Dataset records
[Start of section]
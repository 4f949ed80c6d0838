//! # EMBER
//!
//! Torch ember particles, integrating the core model and the timed emitter.
//!
//! ## Architecture
//!
//! ```text
//! ┌──────────────────────────────────────────────────────────┐
//! │                          EMBER                           │
//! ├──────────────────────────────────────────────────────────┤
//! │  ┌─────────────────┐   ticks   ┌──────────────────────┐  │
//! │  │  ember_emitter  │──────────>│     ember_core       │  │
//! │  │                 │           │                      │  │
//! │  │  • Timer thread │           │  • Particle / ranges │  │
//! │  │  • start / stop │           │  • FIFO buffer       │  │
//! │  │  • Listeners    │           │  • Sampler / config  │  │
//! │  └────────┬────────┘           └──────────────────────┘  │
//! │           │ EmitterEvent                                 │
//! │           ▼                                              │
//! │     external renderer                                    │
//! └──────────────────────────────────────────────────────────┘
//! ```
//!
//! ## Modules
//!
//! - `session`: run an emitter for a fixed wall-clock window and summarize it

pub mod session;

// Re-export the layers
pub use ember_core as core;
pub use ember_emitter as emitter;

// Re-export commonly used types
pub use ember_core::{EmberError, EmberResult, EmitterConfig, Particle, SpawnRange, SpawnRanges};
pub use ember_emitter::{Emitter, EmitterEvent, EmitterStats, ListenerId};
pub use session::{run_session, SessionSummary};
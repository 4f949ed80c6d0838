//! # EMBER Emitter
//!
//! Drives an [`ember_core::EmitterState`] from an owned, cancellable timer.
//!
//! ## Thread Safety
//!
//! Ticks run on a single timer thread per emitter, so they never overlap.
//! Readers on any thread get consistent snapshots through
//! [`Emitter::current_particles`]. Renderers subscribe instead of polling.
//!
//! ## Example
//!
//! ```rust,no_run
//! use ember_core::EmitterConfig;
//! use ember_emitter::{Emitter, EmitterEvent};
//!
//! let emitter = Emitter::new(EmitterConfig::default())?;
//! emitter.subscribe(|event| {
//!     if let EmitterEvent::Emitted { particle, evicted, .. } = event {
//!         // create an element for `particle`, remove the one for `evicted`
//!         let _ = (particle, evicted);
//!     }
//! });
//!
//! emitter.start()?;
//! std::thread::sleep(std::time::Duration::from_secs(1));
//! emitter.stop();
//! # Ok::<(), ember_core::EmberError>(())
//! ```

#![deny(missing_docs)]
#![deny(unsafe_code)]
#![deny(clippy::all)]
#![warn(clippy::pedantic)]
#![deny(clippy::perf)]

pub mod emitter;
pub mod event;
pub mod listener;
mod timer;

pub use emitter::{Emitter, EmitterStats};
pub use event::EmitterEvent;
pub use listener::{Listener, ListenerId};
[End of section]
• Task statement
How many lines in the records above contain the word "EmitterStats"? Reply with the number alone.

• Result of this task
2